Im Nahverkehr lernen wir, in welcher Gesellschaft wir leben. Klassiker sind scheppernde Beschallung aus Sitznachbars Kopfhörern oder jene GenießerInnen, die auf Sitzbänken lümmeln wie auf heimischen Sofas; wo sie allerdings ohne schmutzstarre Schuhe chillen würden – vermutlich. Nicht mehr wegzudenken die gesenkten Köpfe, selbstgenügsam in Smartphones aufgehend, frei von gängigen Regungen. Auch, wer gar nicht auf dem neuesten Stand sein will, erhält ein Update, wenn eine Clique jüngste Selbstinszenierungen von welchen-Promis-auch-immer verlautbart. Keine Sorge, bloß Karikaturen. Gibt’s so alles gar nicht! Spießig außerdem, sich darüber aufzuregen, oder? Umso bedauerlicher, dass Essens große Pläne zum Ausbau des ÖPNV ins Stocken geraten. Jetzt also ein sauteures Ampelsystem, das kritischen Stimmen zufolge homöopathische Wirkung haben dürfte (nichts gegen Naturheilverfahren!) und sich nicht an die Ursachen von Umweltverschmutzung und Zeitverschwendung wagt. Also weiter in unseren PKW-Isolierhaftzellen. Ob die VerkehrsplanerInnen zuviel Zeit im Nahverkehr verbringen mussten?
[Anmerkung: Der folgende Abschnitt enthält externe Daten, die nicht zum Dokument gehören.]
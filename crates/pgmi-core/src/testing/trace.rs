//! Parsing of `[TRACE]event|path|directory|depth|ordinal` notices.

use std::fmt;

pub const TRACE_PREFIX: &str = "[TRACE]";

#[derive(Debug, Clone, PartialEq, Eq)]
pub enum TraceKind {
    SuiteStart,
    SuiteEnd,
    FixtureStart,
    FixtureEnd,
    TestStart,
    TestEnd,
    Rollback,
    TeardownStart,
    TeardownEnd,
    /// Raised by a custom callback.
    Custom(String),
}

impl TraceKind {
    pub fn as_str(&self) -> &str {
        match self {
            TraceKind::SuiteStart => "suite_start",
            TraceKind::SuiteEnd => "suite_end",
            TraceKind::FixtureStart => "fixture_start",
            TraceKind::FixtureEnd => "fixture_end",
            TraceKind::TestStart => "test_start",
            TraceKind::TestEnd => "test_end",
            TraceKind::Rollback => "rollback",
            TraceKind::TeardownStart => "teardown_start",
            TraceKind::TeardownEnd => "teardown_end",
            TraceKind::Custom(name) => name,
        }
    }

    fn parse(value: &str) -> Self {
        match value {
            "suite_start" => TraceKind::SuiteStart,
            "suite_end" => TraceKind::SuiteEnd,
            "fixture_start" => TraceKind::FixtureStart,
            "fixture_end" => TraceKind::FixtureEnd,
            "test_start" => TraceKind::TestStart,
            "test_end" => TraceKind::TestEnd,
            "rollback" => TraceKind::Rollback,
            "teardown_start" => TraceKind::TeardownStart,
            "teardown_end" => TraceKind::TeardownEnd,
            other => TraceKind::Custom(other.to_string()),
        }
    }
}

impl fmt::Display for TraceKind {
    fn fmt(&self, f: &mut fmt::Formatter<'_>) -> fmt::Result {
        f.write_str(self.as_str())
    }
}

#[derive(Debug, Clone, PartialEq, Eq)]
pub struct TraceEvent {
    pub kind: TraceKind,
    pub path: Option<String>,
    pub directory: Option<String>,
    pub depth: u32,
    pub ordinal: u32,
}

impl TraceEvent {
    /// `None` for notices that are not trace lines.
    pub fn parse(message: &str) -> Option<Self> {
        let body = message.trim().strip_prefix(TRACE_PREFIX)?;
        let mut fields = body.splitn(5, '|');
        let kind = fields.next().filter(|s| !s.is_empty())?;
        let path = fields.next()?;
        let directory = fields.next()?;
        let depth = fields.next()?.trim().parse().ok()?;
        let ordinal = fields.next()?.trim().parse().ok()?;
        Some(TraceEvent {
            kind: TraceKind::parse(kind),
            path: non_empty(path),
            directory: non_empty(directory),
            depth,
            ordinal,
        })
    }

    /// A test passed once its end event arrives.
    pub fn is_pass(&self) -> bool {
        self.kind == TraceKind::TestEnd
    }
}

fn non_empty(value: &str) -> Option<String> {
    (!value.is_empty() && value != "<NULL>").then(|| value.to_string())
}
pub mod generator;
pub mod plan;
pub mod trace;

pub use generator::{generate, validate_callback_name, Statement, DEFAULT_CALLBACK};
pub use plan::{build_plan, test_directories, PlanCounts, PlanStep, StepType, TestDirectory, TestPlan};
pub use trace::{TraceEvent, TraceKind};
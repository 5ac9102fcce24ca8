//! Zero-alloc ANSI tint for the rendered field.  No external deps.

use std::{error::Error, fmt, str};

#[derive(Debug, PartialEq, Eq)]
pub enum TintError {
    InvalidHexDigit,
    InvalidHexLength,
}

impl fmt::Display for TintError {
    fn fmt(&self, f: &mut fmt::Formatter<'_>) -> fmt::Result {
        match self {
            TintError::InvalidHexDigit => f.write_str("invalid hex colour digit"),
            TintError::InvalidHexLength => f.write_str("hex colour must be exactly 6 digits"),
        }
    }
}
impl Error for TintError {}

/// Foreground escape applied to every grid row. `Plain` emits nothing.
#[derive(Clone, Copy, Debug, PartialEq, Eq)]
pub enum Tint {
    Plain,
    Named(&'static str),
    Rgb { buf: [u8; 20], len: u8 },
}

/// Name → escape table, in listing order.
pub const NAMED_TINTS: [(&str, &str); 9] = [
    ("red", "\x1b[31m"),
    ("green", "\x1b[32m"),
    ("yellow", "\x1b[33m"),
    ("blue", "\x1b[34m"),
    ("magenta", "\x1b[35m"),
    ("cyan", "\x1b[36m"),
    ("white", "\x1b[37m"),
    ("violet", "\x1b[38;2;150;110;230m"),
    ("ice", "\x1b[38;2;140;200;255m"),
];

const RESET: &str = "\x1b[0m";

impl Default for Tint {
    fn default() -> Self {
        Self::violet()
    }
}

impl Tint {
    #[must_use]
    pub const fn violet() -> Self {
        Self::Named("\x1b[38;2;150;110;230m")
    }

    /// True-colour escape `ESC[38;2;R;G;Bm`.
    #[must_use]
    #[allow(clippy::cast_possible_truncation)]
    pub fn rgb(r: u8, g: u8, b: u8) -> Self {
        let mut buf = [0u8; 20];
        buf[..7].copy_from_slice(b"\x1b[38;2;");
        let mut len = 7;

        for (i, v) in [r, g, b].into_iter().enumerate() {
            len += write_u8(&mut buf[len..], v);
            if i != 2 {
                buf[len] = b';';
                len += 1;
            }
        }
        buf[len] = b'm';
        len += 1;
        Self::Rgb {
            buf,
            len: len as u8,
        }
    }

    /// Parse `none`/`plain`, a colour name, or `#rrggbb`.
    pub fn parse(s: &str) -> Result<Self, TintError> {
        let key = s.trim().to_ascii_lowercase();
        if key == "none" || key == "plain" {
            return Ok(Self::Plain);
        }
        NAMED_TINTS
            .iter()
            .find(|(n, _)| *n == key)
            .map_or_else(|| Self::from_hex(&key), |&(_, code)| Ok(Self::Named(code)))
    }

    pub fn from_hex(hex: &str) -> Result<Self, TintError> {
        let h = hex.trim_start_matches('#');
        if h.len() != 6 {
            return Err(TintError::InvalidHexLength);
        }
        let byte = |s: &str| u8::from_str_radix(s, 16).map_err(|_| TintError::InvalidHexDigit);
        let (r, g, b) = (
            byte(h.get(..2).ok_or(TintError::InvalidHexDigit)?)?,
            byte(h.get(2..4).ok_or(TintError::InvalidHexDigit)?)?,
            byte(h.get(4..).ok_or(TintError::InvalidHexDigit)?)?,
        );
        Ok(Self::rgb(r, g, b))
    }

    /// Opening escape; empty for `Plain`.
    #[inline]
    #[must_use]
    pub fn open(&self) -> &str {
        match self {
            Self::Plain => "",
            Self::Named(s) => s,
            Self::Rgb { buf, len } => str::from_utf8(&buf[..*len as usize]).unwrap_or(""),
        }
    }

    /// Closing escape; empty for `Plain`.
    #[inline]
    #[must_use]
    pub fn close(&self) -> &'static str {
        if matches!(self, Self::Plain) { "" } else { RESET }
    }

    /// Wrap `text` in this tint.
    #[must_use]
    pub fn paint(&self, text: &str) -> String {
        format!("{}{text}{}", self.open(), self.close())
    }
}

// --- Helpers ---
fn write_u8(dst: &mut [u8], mut n: u8) -> usize {
    let mut tmp = [0u8; 3];
    let mut i = 3;
    loop {
        i -= 1;
        tmp[i] = b'0' + n % 10;
        n /= 10;
        if n == 0 {
            break;
        }
    }
    let len = 3 - i;
    dst[..len].copy_from_slice(&tmp[i..]);
    len
}

#[cfg(test)]
mod tests {
    use super::*;

    #[test]
    fn rgb_escape_layout() {
        assert_eq!(Tint::rgb(0, 128, 255).open(), "\x1b[38;2;0;128;255m");
    }

    #[test]
    fn parse_names_hex_and_plain() {
        assert_eq!(Tint::parse("Cyan").unwrap().open(), "\x1b[36m");
        assert_eq!(Tint::parse("#505050").unwrap(), Tint::rgb(0x50, 0x50, 0x50));
        assert_eq!(Tint::parse("none").unwrap(), Tint::Plain);
        assert_eq!(Tint::parse("#12345"), Err(TintError::InvalidHexLength));
        assert_eq!(Tint::parse("#zz0000"), Err(TintError::InvalidHexDigit));
    }

    #[test]
    fn non_ascii_hex_is_rejected_not_panicking() {
        assert!(Tint::parse("#ééé").is_err());
    }

    #[test]
    fn plain_paint_is_identity() {
        assert_eq!(Tint::Plain.paint("abc"), "abc");
        assert_eq!(Tint::parse("red").unwrap().paint("x"), "\x1b[31mx\x1b[0m");
    }
}
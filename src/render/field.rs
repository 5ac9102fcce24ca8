//! The renderer context: grid + palette + current `t`.
//!
//! ### Workflow
//! 1. [`Field::render`] maps every cell to the plane, classifies it and
//!    writes the shaded glyph, row-major. `c(t)` is computed once per frame;
//!    the per-cell path is bit-identical to recomputing it.
//! 2. [`Field::sprinkle_noise`] optionally overwrites a few interior cells
//!    with sparse glyphs. Border cells are never touched.

use crate::{
    core::{
        config::FieldConfig,
        error::FrameFault,
        julia::{Escape, classify_with, julia_constant, map_cell},
        palette::Palette,
        rng::Lcg,
    },
    render::grid::Grid,
};

/// What one render pass saw.
#[derive(Clone, Copy, Debug, Default, PartialEq)]
pub struct FrameStats {
    pub converged: usize,
    pub escaped: usize,
    pub blank: usize,
    /// Cells overwritten by the noise pass.
    pub noised: usize,
    /// Mean escape fraction over non-blank cells (0 when all are blank).
    pub mean_escape: f64,
}

impl FrameStats {
    /// Share of classified cells that never escaped, in percent.
    #[must_use]
    #[allow(clippy::cast_precision_loss)]
    pub fn converged_pct(&self) -> f64 {
        let classified = self.converged + self.escaped;
        if classified == 0 {
            0.0
        } else {
            100.0 * self.converged as f64 / classified as f64
        }
    }
}

pub struct Field {
    grid: Grid,
    palette: Palette,
    t: f64,
}

impl Field {
    #[must_use]
    pub fn new(cfg: &FieldConfig) -> Self {
        let palette = cfg.palette.clone();
        Self {
            grid: Grid::new(cfg.width, cfg.height, palette.blank()),
            palette,
            t: 0.0,
        }
    }

    #[inline]
    #[must_use]
    pub fn grid(&self) -> &Grid {
        &self.grid
    }

    #[inline]
    #[must_use]
    pub fn palette(&self) -> &Palette {
        &self.palette
    }

    /// `t` of the last successful render.
    #[inline]
    #[must_use]
    pub fn time(&self) -> f64 {
        self.t
    }

    /// Overwrite the whole grid with the field at time `t`.
    ///
    /// A non-finite `t` is a frame-level fault and leaves the grid as it was.
    #[allow(clippy::cast_precision_loss)]
    pub fn render(&mut self, t: f64) -> Result<FrameStats, FrameFault> {
        if !t.is_finite() {
            return Err(FrameFault::NonFiniteParameter { t });
        }
        let c = julia_constant(t);
        let (w, h) = (self.grid.width(), self.grid.height());
        let mut stats = FrameStats::default();
        let mut sum = 0.0;

        let cells = self.grid.cells_mut();
        for y in 0..h {
            for x in 0..w {
                let e = classify_with(map_cell(x, y, w, h, t), c);
                match e {
                    Escape::After(_) => stats.escaped += 1,
                    Escape::Converged => stats.converged += 1,
                    Escape::Blank => stats.blank += 1,
                }
                sum += e.fraction().unwrap_or(0.0);
                cells[y * w + x] = self.palette.shade_escape(e);
            }
        }

        let classified = stats.converged + stats.escaped;
        if classified > 0 {
            stats.mean_escape = sum / classified as f64;
        }
        self.t = t;
        Ok(stats)
    }

    /// Give each interior cell an independent `p` chance of being replaced
    /// by one of the sparsest palette glyphs. Returns the number replaced.
    pub fn sprinkle_noise(&mut self, rng: &mut Lcg, p: f64) -> usize {
        let (w, h) = (self.grid.width(), self.grid.height());
        if w < 3 || h < 3 {
            return 0;
        }
        let choices = self.palette.noise_symbols();
        let cells = self.grid.cells_mut();
        let mut hits = 0;
        for y in 1..h - 1 {
            for x in 1..w - 1 {
                if rng.chance(p) {
                    cells[y * w + x] = choices[rng.below(choices.len())];
                    hits += 1;
                }
            }
        }
        hits
    }
}
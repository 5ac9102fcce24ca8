use julia_field::{
    Complex, Escape, Field, FieldConfig, Palette, classify, julia_constant, map_cell,
    render_still, step,
};

#[test]
fn orbit_of_origin_at_rest_matches_reference_trace() {
    let expected = [
        (-0.7, 0.32015),
        (-0.3124960225, -0.12805999999999995),
        (-0.6187455995216794, 0.40018648128269996),
        (-0.47730310287398625, -0.17507724856347107),
        (-0.5028337909514202, 0.48727982796396974),
    ];
    let mut z = Complex::ZERO;
    for (i, (re, im)) in expected.into_iter().enumerate() {
        z = step(z, 0.0);
        assert_eq!(z.re.to_bits(), f64::to_bits(re), "re after step {}", i + 1);
        assert_eq!(z.im.to_bits(), f64::to_bits(im), "im after step {}", i + 1);
        assert!(z.norm() < 2.0);
    }
}

#[test]
fn constant_at_rest_includes_cosine_term() {
    let c = julia_constant(0.0);
    assert_eq!(c, Complex::new(-0.7, 0.32015));
}

#[test]
fn ten_by_ten_end_to_end() {
    assert_eq!(map_cell(5, 5, 10, 10, 0.0), Complex::ZERO);
    assert_eq!(classify(Complex::ZERO, 0.0), Escape::After(18));
    assert_eq!(classify(map_cell(0, 0, 10, 10, 0.0), 0.0), Escape::After(0));
    assert_eq!(classify(map_cell(2, 5, 10, 10, 0.0), 0.0), Escape::After(2));
    assert_eq!(classify(map_cell(7, 3, 10, 10, 0.0), 0.0), Escape::After(2));

    let text = render_still(10, 10, 0.0).unwrap();
    let rows: Vec<&str> = text.split('\n').collect();
    assert_eq!(
        rows,
        vec![
            "          ",
            "          ",
            "          ",
            "          ",
            "     █░█  ",
            "   ·█▒█·  ",
            "   █░█    ",
            "          ",
            "          ",
            "          ",
        ]
    );
}

#[test]
fn default_grid_at_rest() {
    let mut field = Field::new(&FieldConfig::default());
    let stats = field.render(0.0).unwrap();
    assert_eq!(stats.converged, 202);
    assert_eq!(stats.escaped, 80 * 40 - 202);
    assert_eq!(field.grid().count('█'), 258);
    assert_eq!(field.grid().count(' '), 2657);
    let middle: String = field.grid().row(20).iter().collect();
    assert_eq!(
        middle,
        "               ░······░░██████████████▓▒▒▒▓██████████████░░······░              "
    );
}

#[test]
fn tiny_grid_degrades_to_blank() {
    assert_eq!(render_still(3, 2, 0.0).unwrap(), "   \n   ");
}

#[test]
fn every_cell_is_a_palette_symbol() {
    let palette = Palette::default();
    let mut field = Field::new(&FieldConfig::default());
    for frame in 0..10 {
        field.render(f64::from(frame) * 0.2).unwrap();
        for row in field.grid().rows() {
            for c in row {
                assert!(palette.symbols().contains(c));
            }
        }
    }
}

#[test]
fn other_palettes_keep_the_same_geometry() {
    let cfg = FieldConfig::builder(10, 10)
        .palette(Palette::from_name("ascii").unwrap())
        .build()
        .unwrap();
    let mut field = Field::new(&cfg);
    field.render(0.0).unwrap();
    let rows = field.grid().lines();
    assert_eq!(rows[5], "   .@+@.  ");
}
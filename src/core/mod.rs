//! Aggregates the “business logic” layer.

pub mod bounds;
pub mod color;
pub mod complex;
pub mod config;
pub mod constants;
pub mod error;
pub mod julia;
pub mod palette;
pub mod rng;

// re-export frequently-used items for convenience
pub use color::{Tint, TintError};
pub use complex::Complex;
pub use config::{AnimationConfig, AnimationConfigBuilder, FieldConfig, FieldConfigBuilder};
pub use constants::{DEFAULT_HEIGHT, DEFAULT_WIDTH, MAX_ITERATIONS, TIME_STEP};
pub use error::{ConfigError, FieldError, FrameFault};
pub use julia::{Escape, classify, julia_constant, map_cell, step};
pub use palette::Palette;
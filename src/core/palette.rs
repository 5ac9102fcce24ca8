//! Shading palettes: escape fraction → glyph.

use crate::core::{constants::NOISE_SPAN, error::ConfigError, julia::Escape};

/// Glyphs from sparsest to densest.
pub const BLOCKS: [char; 6] = [' ', '·', '░', '▒', '▓', '█'];
/// Pure ASCII fallback for terminals without block glyphs.
pub const ASCII: [char; 6] = [' ', '.', ':', '+', '#', '@'];
/// Braille ramp, one more dot per level.
pub const DOTS: [char; 6] = [' ', '⠁', '⠃', '⠇', '⡇', '⣿'];

/// Every named palette, in listing order.
pub const NAMED: [(&str, &[char]); 3] = [("blocks", &BLOCKS), ("ascii", &ASCII), ("dots", &DOTS)];

/// Ordered, read-only glyph ramp. Always holds at least two symbols.
#[derive(Clone, Debug, PartialEq, Eq)]
pub struct Palette {
    symbols: Vec<char>,
}

impl Default for Palette {
    fn default() -> Self {
        Self {
            symbols: BLOCKS.to_vec(),
        }
    }
}

impl Palette {
    pub fn new(symbols: impl IntoIterator<Item = char>) -> Result<Self, ConfigError> {
        let symbols: Vec<char> = symbols.into_iter().collect();
        if symbols.len() < 2 {
            return Err(ConfigError::PaletteTooShort(symbols.len()));
        }
        Ok(Self { symbols })
    }

    /// Look up a named palette, or treat anything prefixed with `=` as a
    /// literal symbol ramp (`=" .oO@"`).
    pub fn from_name(name: &str) -> Result<Self, ConfigError> {
        if let Some(literal) = name.strip_prefix('=') {
            return Self::new(literal.chars());
        }
        let wanted = name.trim().to_ascii_lowercase();
        NAMED
            .iter()
            .find(|(n, _)| *n == wanted)
            .map(|(_, s)| Self {
                symbols: s.to_vec(),
            })
            .ok_or_else(|| ConfigError::UnknownPalette(name.to_owned()))
    }

    #[inline]
    #[must_use]
    pub fn len(&self) -> usize {
        self.symbols.len()
    }

    #[inline]
    #[must_use]
    pub fn is_empty(&self) -> bool {
        self.symbols.is_empty()
    }

    #[inline]
    #[must_use]
    pub fn symbols(&self) -> &[char] {
        &self.symbols
    }

    /// The sparsest symbol; also what blank cells are drawn with.
    #[inline]
    #[must_use]
    pub fn blank(&self) -> char {
        self.symbols[0]
    }

    /// Palette index for fraction `p`: `min(floor(p * N), N - 1)`.
    /// Negative or NaN input clamps to 0.
    #[inline]
    #[must_use]
    #[allow(
        clippy::cast_possible_truncation,
        clippy::cast_sign_loss,
        clippy::cast_precision_loss
    )]
    pub fn index_for(&self, p: f64) -> usize {
        let n = self.symbols.len();
        // float → usize casts saturate, NaN becomes 0
        let idx = (p * n as f64).floor() as usize;
        idx.min(n - 1)
    }

    /// Glyph for fraction `p`.
    #[inline]
    #[must_use]
    pub fn shade(&self, p: f64) -> char {
        self.symbols[self.index_for(p)]
    }

    /// Glyph for a classified point.
    #[inline]
    #[must_use]
    pub fn shade_escape(&self, e: Escape) -> char {
        e.fraction().map_or_else(|| self.blank(), |p| self.shade(p))
    }

    /// The symbols noise may draw from.
    #[inline]
    #[must_use]
    pub fn noise_symbols(&self) -> &[char] {
        &self.symbols[..NOISE_SPAN.min(self.symbols.len())]
    }
}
Dabei müsste der Verkehr mehr in die Energiewende eingebunden werden, der sich unser Monatsthema DEZENTRALE ENERGIEN widmet. Wir möchten wissen, ob neue Techniken genügen, um die Klimaziele zu erreichen oder ob wir unseren Konsum hinterfragen müssen. Der Ökonom NIKO PAECH erklärt im Interview, dass wir Konsumverzicht nicht als Zugeständnis sondern als Einlösung einer Schuld verstehen müssen.

Fern von Klima- und Verkehrsdebatte geht es auch am Schauspiel Dortmund physikalisch zu. Kay Voges inszeniert in DIE PARALLELWELT eine quanten- wie relativitätstheoretisch geprägte Auseinandersetzung um große Fragen. Ein großartiger Parforceritt durch Zeit und Raum, auch für Laien, findet Peter Ortmann. JENS DORNHEIM inszeniert seit 15 Jahren alternatives Theater. Anlässlich der Premiere von „Der Weibsteufel“ spricht er mit uns über künstlerische Freiheit und Momente, da er alles hinschmeißen wollte.

Das Essener Museum Folkwang zeigt Videoinstallationen der französisch-marokkanischen Künstlerin BOUCHRA KHALILI. Thomas Hirsch entdeckt kleine Sensationen in den filmischen Bildern, die auf Grundlage von Interviews und Porträts das Wirken sozialer Widerstandsbewegungen verhandeln. Das Museum Ludwig in Oberhausen spürt in DIE GESTE in Skulpturen und Bildern dem Wandel des Gestischen seit der Antike nach. Welcher Gestus jeweils transportiert wird, müssen wir aber selbst entscheiden, sagt Peter Ortmann. FELIX KRÄMER, Generaldirektor im Düsseldorfer Kunstpalast, spricht mit uns über die Rolle eines Bürgermuseums und Museen als Orte, wo Originale zu finden sind.

Film des Monats ist Léa Mysius‘ Drama AVA. Die Titelheldin bereitet sich auf ihre unausweichliche Erblindung vor und verbündet sich mit dem rebellischen Rom Juan, der vor Konfrontationen sowohl mit seinem Clan als auch der Polizei nicht zurückscheut. 
TOM SCHILLING spielt die Hauptrolle in Florian Henckel von Donnersmarcks Film „Werk ohne Autor“. Im Interview verrät er, warum ihm die Darstellung nicht leicht fiel und was für ihn eine interessante Rolle ausmacht.